When talking about business strategies, commentators often talk about goals, and occasionally mention objectives. These terms are, however, usually not clearly defined and very seldom is there a solid hierarchy or discernable relationship between them. In some cases they are used interchangeably. Unfortunately, the use of these terms in other fields and endeavors (like behavior and coaching) often results in understandable confusion. There are real reasons to use each of these concepts to serve specific and distinct functions in support of business strategy and you can build a stronger and more useful strategy by allowing them to satisfy different roles.
In my experience; a business or strategic goal should be a general statement of intent that is broad, relatively undefined but expresses the vision and aspiration of the organization. It could have measurable aspects, but does not necessarily have to have them. One very good example of effective goal setting was President Kennedy’s statement to Congress in 1961: “This nation should commit itself to achieving the goal, before the decade is out, of landing a man on the moon and returning him safely to the earth.” It might be useful to remember that, when Kennedy gave this speech, the US had never put any man into space under any circumstances. A little over eight years later, Neil Armstrong stepped onto the moon’s surface. Kennedy’s goal was aspirational and visionary, it had some measurable aspects and it was sufficiently clear to serve as a focal point for his subordinates and teammates to initiate independent work in support of it.
Many of the pundits borrow a leaf from the book of performance management and assert that a strategic goal should be SMART – Specific and Stretching, Measurable and Meaningful, Agreed upon and Attainable, Realistic and Results-oriented and Time-based and Trackable. While this works well for developing employees, it is often too specific and limiting for developing business strategies. Kennedy’s example above lacks a lot of specifics, was only broadly measurable and certainly was not agreed upon at the time he said it. While being specific (as Kennedy did above) can be very useful, expressions like “We want X Company to be seen by the market as the best at (fill in your core business here)” can still be very helpful to companies as a strategic statement.
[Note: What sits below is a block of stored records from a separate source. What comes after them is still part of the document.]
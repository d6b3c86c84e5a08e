//! `rapdev.send_to_datadog`: forward one gauge to the statsd collector.

use std::sync::Arc;

use async_trait::async_trait;
use serde_json::{Map, Value};

use hassbridge_core::error::Result;
use hassbridge_core::protocol::call::ServiceCall;
use hassbridge_core::protocol::request::MetricRequest;
use hassbridge_core::protocol::statsd::Gauge;

use crate::config::ResolvedConfig;
use crate::dispatch::ServiceHandler;
use crate::statsd::MetricSink;

pub const DOMAIN: &str = "rapdev";
pub const SERVICE: &str = "send_to_datadog";

pub struct DatadogMetricService {
    cfg: Arc<ResolvedConfig>,
    sink: Arc<dyn MetricSink>,
}

impl DatadogMetricService {
    pub fn new(cfg: Arc<ResolvedConfig>, sink: Arc<dyn MetricSink>) -> Self {
        Self { cfg, sink }
    }

    /// Validate, normalize, and emit. Never fails from the caller's view:
    /// a rejected payload is logged and dropped without sending anything.
    pub fn submit(&self, data: &Map<String, Value>) {
        match prepare(data, &self.cfg) {
            Ok(gauge) => {
                self.sink.emit(&gauge.encode());
                tracing::debug!(
                    metric = %gauge.name,
                    value = gauge.value,
                    tags = ?gauge.tags,
                    "sent metric"
                );
            }
            Err(e) => {
                tracing::warn!(
                    code = e.error_code().as_str(),
                    error = %e,
                    raw = %serde_json::Value::Object(data.clone()),
                    "metric submission dropped"
                );
            }
        }
    }
}

/// Turn a payload into the gauge to send, or the reason it was rejected.
pub fn prepare(data: &Map<String, Value>, cfg: &ResolvedConfig) -> Result<Gauge> {
    MetricRequest::from_data(data)?.into_gauge(&cfg.prefix, cfg.sample_rate)
}

#[async_trait]
impl ServiceHandler for DatadogMetricService {
    fn domain(&self) -> &'static str {
        DOMAIN
    }

    fn service(&self) -> &'static str {
        SERVICE
    }

    async fn call(&self, call: ServiceCall) {
        self.submit(&call.data);
    }
}

#[cfg(test)]
mod tests {
    use std::sync::Mutex;

    use serde_json::json;

    use super::*;

    #[derive(Default)]
    struct Recorder {
        sent: Mutex<Vec<Vec<u8>>>,
    }

    impl MetricSink for Recorder {
        fn emit(&self, datagram: &[u8]) {
            self.sent.lock().unwrap().push(datagram.to_vec());
        }
    }

    fn service(prefix: &str) -> (DatadogMetricService, Arc<Recorder>) {
        let rec = Arc::new(Recorder::default());
        let cfg = ResolvedConfig {
            host: "localhost".into(),
            port: 8125,
            prefix: prefix.into(),
            sample_rate: 1,
        };
        (DatadogMetricService::new(Arc::new(cfg), rec.clone()), rec)
    }

    fn data(v: Value) -> Map<String, Value> {
        v.as_object().cloned().unwrap()
    }

    #[test]
    fn valid_payload_sends_exactly_one_datagram() {
        let (svc, rec) = service("hass");
        svc.submit(&data(json!({"metric": "temp", "value": 21.5, "tags": {"room": "kitchen"}})));
        let sent = rec.sent.lock().unwrap();
        assert_eq!(sent.len(), 1);
        assert_eq!(sent[0], b"hass.temp:21.5|g|#room:kitchen");
    }

    #[test]
    fn rejected_payloads_send_nothing() {
        let (svc, rec) = service("hass");
        svc.submit(&data(json!({"metric": "x", "value": 1, "tags": ["a:1", "bad"]})));
        svc.submit(&data(json!({"metric": "x", "value": "notanumber"})));
        svc.submit(&data(json!({"value": 1})));
        assert!(rec.sent.lock().unwrap().is_empty());
    }

    #[test]
    fn prefix_comes_from_config() {
        let (svc, rec) = service("lab");
        svc.submit(&data(json!({"metric": "humidity", "value": "40"})));
        assert_eq!(rec.sent.lock().unwrap()[0], b"lab.humidity:40|g");
    }
}
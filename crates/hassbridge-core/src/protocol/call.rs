//! Service call envelope handed over by the automation host.

use serde_json::{Map, Value};

/// One invocation of a registered service.
#[derive(Debug, Clone)]
pub struct ServiceCall {
    /// Integration domain (e.g., "rapdev").
    pub domain: String,
    /// Service name within the domain (e.g., "send_to_datadog").
    pub service: String,
    /// Untyped payload, validated by the handler itself.
    pub data: Map<String, Value>,
}

impl ServiceCall {
    pub fn new(domain: impl Into<String>, service: impl Into<String>, data: Map<String, Value>) -> Self {
        Self {
            domain: domain.into(),
            service: service.into(),
            data,
        }
    }

    /// Registry key, `domain.service`.
    pub fn qualified_name(&self) -> String {
        qualified_name(&self.domain, &self.service)
    }
}

pub fn qualified_name(domain: &str, service: &str) -> String {
    format!("{domain}.{service}")
}
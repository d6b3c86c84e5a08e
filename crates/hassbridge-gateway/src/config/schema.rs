use std::net::SocketAddr;

use serde::Deserialize;
use hassbridge_core::error::{BridgeError, Result};

#[derive(Debug, Deserialize)]
#[serde(deny_unknown_fields)]
pub struct BridgeConfig {
    #[serde(default = "default_version")]
    pub version: u32,

    #[serde(default)]
    pub gateway: GatewaySection,

    #[serde(default)]
    pub statsd: StatsdSection,
}

impl Default for BridgeConfig {
    fn default() -> Self {
        Self {
            version: default_version(),
            gateway: GatewaySection::default(),
            statsd: StatsdSection::default(),
        }
    }
}

impl BridgeConfig {
    pub fn validate(&self) -> Result<()> {
        if self.version != 1 {
            return Err(BridgeError::Config(format!(
                "unsupported config version {}",
                self.version
            )));
        }

        self.gateway.validate()?;
        self.statsd.validate()?;

        Ok(())
    }
}

#[derive(Debug, Deserialize)]
#[serde(deny_unknown_fields)]
pub struct GatewaySection {
    #[serde(default = "default_listen")]
    pub listen: String,
}

impl Default for GatewaySection {
    fn default() -> Self {
        Self {
            listen: default_listen(),
        }
    }
}

impl GatewaySection {
    pub fn validate(&self) -> Result<()> {
        self.listen_addr().map(|_| ())
    }

    pub fn listen_addr(&self) -> Result<SocketAddr> {
        self.listen.parse().map_err(|_| {
            BridgeError::Config(format!(
                "gateway.listen must be a socket address, got {:?}",
                self.listen
            ))
        })
    }
}

/// Collector settings. Every key is optional.
#[derive(Debug, Deserialize)]
#[serde(deny_unknown_fields)]
pub struct StatsdSection {
    #[serde(default = "default_host")]
    pub host: String,

    #[serde(default = "default_port")]
    pub port: u16,

    #[serde(default = "default_prefix")]
    pub prefix: String,

    #[serde(default = "default_sample_rate", alias = "rate")]
    pub sample_rate: u32,
}

impl Default for StatsdSection {
    fn default() -> Self {
        Self {
            host: default_host(),
            port: default_port(),
            prefix: default_prefix(),
            sample_rate: default_sample_rate(),
        }
    }
}

impl StatsdSection {
    pub fn validate(&self) -> Result<()> {
        if self.host.trim().is_empty() {
            return Err(BridgeError::Config("statsd.host must not be empty".into()));
        }
        // u16 already caps the upper bound.
        if self.port == 0 {
            return Err(BridgeError::Config(
                "statsd.port must be between 1 and 65535".into(),
            ));
        }
        if self.prefix.is_empty() {
            return Err(BridgeError::Config("statsd.prefix must not be empty".into()));
        }
        if let Some(c) = self
            .prefix
            .chars()
            .find(|c| matches!(c, ':' | '|' | '#' | '@') || c.is_whitespace())
        {
            return Err(BridgeError::Config(format!(
                "statsd.prefix contains reserved character {c:?}"
            )));
        }
        if self.sample_rate < 1 {
            return Err(BridgeError::Config("statsd.sample_rate must be >= 1".into()));
        }
        Ok(())
    }

    /// Snapshot the validated settings.
    pub fn resolve(&self) -> Result<ResolvedConfig> {
        self.validate()?;
        Ok(ResolvedConfig {
            host: self.host.clone(),
            port: self.port,
            prefix: self.prefix.clone(),
            sample_rate: self.sample_rate,
        })
    }
}

/// Immutable collector settings shared by every submission.
#[derive(Debug, Clone, PartialEq, Eq)]
pub struct ResolvedConfig {
    pub host: String,
    pub port: u16,
    pub prefix: String,
    pub sample_rate: u32,
}

fn default_version() -> u32 {
    1
}
fn default_listen() -> String {
    "0.0.0.0:8080".into()
}
fn default_host() -> String {
    "localhost".into()
}
fn default_port() -> u16 {
    8125
}
fn default_prefix() -> String {
    "hass".into()
}
fn default_sample_rate() -> u32 {
    1
}
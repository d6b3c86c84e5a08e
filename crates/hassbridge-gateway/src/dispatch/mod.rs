//! Dispatcher module exports.
//!
//! Re-exports the service registry and handler trait so downstream consumers
//! can depend on this module directly.

pub mod dispatcher;

pub use dispatcher::{Dispatcher, ServiceHandler};
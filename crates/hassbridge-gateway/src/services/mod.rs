//! Built-in services.

pub mod datadog_metric;

pub use datadog_metric::DatadogMetricService;
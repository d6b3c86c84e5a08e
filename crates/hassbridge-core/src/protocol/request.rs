//! Typed metric request decoded from a service call payload.
//!
//! Decoding only checks shape (required keys present, tags a mapping or a
//! list of strings). Tag format and value coercion run later in
//! [`MetricRequest::into_gauge`], in that order, so the first problem found
//! is the one reported.

use std::collections::BTreeMap;

use serde_json::{Map, Value};

use crate::error::{BridgeError, Result};
use crate::protocol::statsd::{find_framing_char, Gauge};
use crate::protocol::tags::TagSet;
use crate::protocol::value::coerce_value;

/// Payload keys recognised by the metric service.
pub const KEY_METRIC: &str = "metric";
pub const KEY_VALUE: &str = "value";
pub const KEY_TAGS: &str = "tags";

/// One metric submission.
#[derive(Debug, Clone, PartialEq)]
pub struct MetricRequest {
    /// Metric name without the configured prefix.
    pub metric: String,
    /// Raw value, coerced to `f64` on conversion.
    pub value: Value,
    /// Optional tags.
    pub tags: Option<TagSet>,
}

impl MetricRequest {
    /// Decode from an untyped service call payload.
    pub fn from_data(data: &Map<String, Value>) -> Result<Self> {
        let metric = match data.get(KEY_METRIC) {
            None | Some(Value::Null) => return Err(BridgeError::MissingField(KEY_METRIC)),
            Some(Value::String(s)) if s.is_empty() => {
                return Err(BridgeError::BadRequest("metric must not be empty".into()))
            }
            Some(Value::String(s)) => {
                check_metric(s)?;
                s.clone()
            }
            Some(other) => {
                return Err(BridgeError::BadRequest(format!("metric must be a string, got {other}")))
            }
        };

        let value = match data.get(KEY_VALUE) {
            None | Some(Value::Null) => return Err(BridgeError::MissingField(KEY_VALUE)),
            Some(v) => v.clone(),
        };

        let tags = match data.get(KEY_TAGS) {
            None | Some(Value::Null) => None,
            Some(raw) => Some(decode_tags(raw)?),
        };

        Ok(Self { metric, value, tags })
    }

    /// Validate tags, coerce the value, and build the gauge to send.
    pub fn into_gauge(self, prefix: &str, sample_rate: u32) -> Result<Gauge> {
        let tags = self.tags.unwrap_or_default().normalize()?;
        let value = coerce_value(&self.value)?;
        Ok(Gauge {
            name: metric_name(prefix, &self.metric),
            value,
            tags,
            sample_rate,
        })
    }
}

/// Emitted metric name: `{prefix}.{metric}`.
pub fn metric_name(prefix: &str, metric: &str) -> String {
    format!("{prefix}.{metric}")
}

/// Reject names that would end the name section early or smuggle another line.
fn check_metric(metric: &str) -> Result<()> {
    let bad = if metric.contains(':') {
        Some(':')
    } else {
        find_framing_char(metric)
    };
    match bad {
        Some(c) => Err(BridgeError::BadRequest(format!(
            "metric {metric:?} contains reserved character {c:?}"
        ))),
        None => Ok(()),
    }
}

fn decode_tags(raw: &Value) -> Result<TagSet> {
    match raw {
        Value::Object(map) => {
            let mut out = BTreeMap::new();
            for (k, v) in map {
                let v = match v {
                    Value::String(s) => s.clone(),
                    Value::Number(n) => n.to_string(),
                    Value::Bool(b) => b.to_string(),
                    other => {
                        return Err(BridgeError::InvalidTag(format!("{k}: {other}")));
                    }
                };
                out.insert(k.clone(), v);
            }
            Ok(TagSet::Mapping(out))
        }
        Value::Array(items) => {
            let mut out = Vec::with_capacity(items.len());
            for item in items {
                match item {
                    Value::String(s) => out.push(s.clone()),
                    other => return Err(BridgeError::InvalidTag(other.to_string())),
                }
            }
            Ok(TagSet::Sequence(out))
        }
        other => Err(BridgeError::BadRequest(format!(
            "tags must be a mapping or a list of strings, got {other}"
        ))),
    }
}
//! Service-call endpoints.
//!
//! - `POST /api/services/:domain/:service` : invoke a registered service
//! - `GET  /api/services`                  : list registered services
//!
//! A dispatched call always answers `200 []`, even when the handler drops the
//! payload. Only host-level problems (bad body, unknown service) are errors.

use axum::{
    body::Bytes,
    extract::{Path, State},
    http::StatusCode,
    response::{IntoResponse, Response},
    Json,
};
use serde_json::json;

use hassbridge_core::error::{BridgeError, ErrorCode};

use crate::app_state::AppState;
use crate::transport::codec::decode;

fn error_response(e: &BridgeError) -> Response {
    let status = match e.error_code() {
        ErrorCode::UnknownService => StatusCode::NOT_FOUND,
        ErrorCode::Internal | ErrorCode::Config => StatusCode::INTERNAL_SERVER_ERROR,
        _ => StatusCode::BAD_REQUEST,
    };
    let body = json!({ "code": e.error_code().as_str(), "msg": e.to_string() });
    (status, Json(body)).into_response()
}

pub async fn call_service(
    State(state): State<AppState>,
    Path((domain, service)): Path<(String, String)>,
    body: Bytes,
) -> Response {
    let dispatcher = state.dispatcher();
    if !dispatcher.contains(&domain, &service) {
        let e = BridgeError::UnknownService(format!("{domain}.{service}"));
        tracing::warn!(%domain, %service, "call to unknown service");
        return error_response(&e);
    }

    let call = match decode(&domain, &service, &body) {
        Ok(c) => c,
        Err(e) => {
            tracing::warn!(%domain, %service, error = %e, "service call rejected");
            return error_response(&e);
        }
    };

    match dispatcher.dispatch(call).await {
        Ok(()) => (StatusCode::OK, Json(json!([]))).into_response(),
        Err(e) => error_response(&e),
    }
}

pub async fn list_services(State(state): State<AppState>) -> impl IntoResponse {
    let services: Vec<_> = state
        .dispatcher()
        .registered_services()
        .into_iter()
        .map(|(domain, services)| json!({ "domain": domain, "services": services }))
        .collect();
    Json(services)
}
//! Top-level facade crate for hassbridge.
//!
//! Re-exports core types and the gateway library so users can depend on a single crate.

pub mod core {
    pub use hassbridge_core::*;
}

pub mod gateway {
    pub use hassbridge_gateway::*;
}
When the US Army goes to fight, the commander usually publishes an operations order. A key piece of that order is a graphical representation of what the commander wants done – a “picture” of the operation that is posted on maps that gives everyone in the organization a reference for what the unit will do. In almost every offensive operation, the commander will establish at least one “objective” for the unit to take. This is often a circle on the map that has specific characteristics – it has distinct boundaries, it is matched to the terrain so that it is as easy as possible to identify and it is the absolute minimum size necessary to achieve the mission of the organization.
This is a reasonable model for business – employing a hierarchy of objectives that support an overarching goal supports overall organizational orientation while enabling focused effort to be coordinated in the attainment of goals. Expressing objectives as the measurable and actionable component parts of goals. This allows the development of measurable objectives (e.g.; “By the end of March we will reduce response time to hot line calls to less than 12 hours.”) which can ably support your overall goal (“We want X Company to be seen by the market as the best at what we do”). This approach fits nicely with common strategy tools like the strategy map and balanced scorecard and provides a means of allowing subordinate leaders to make decisions that enable and reinforce both the goals and objectives.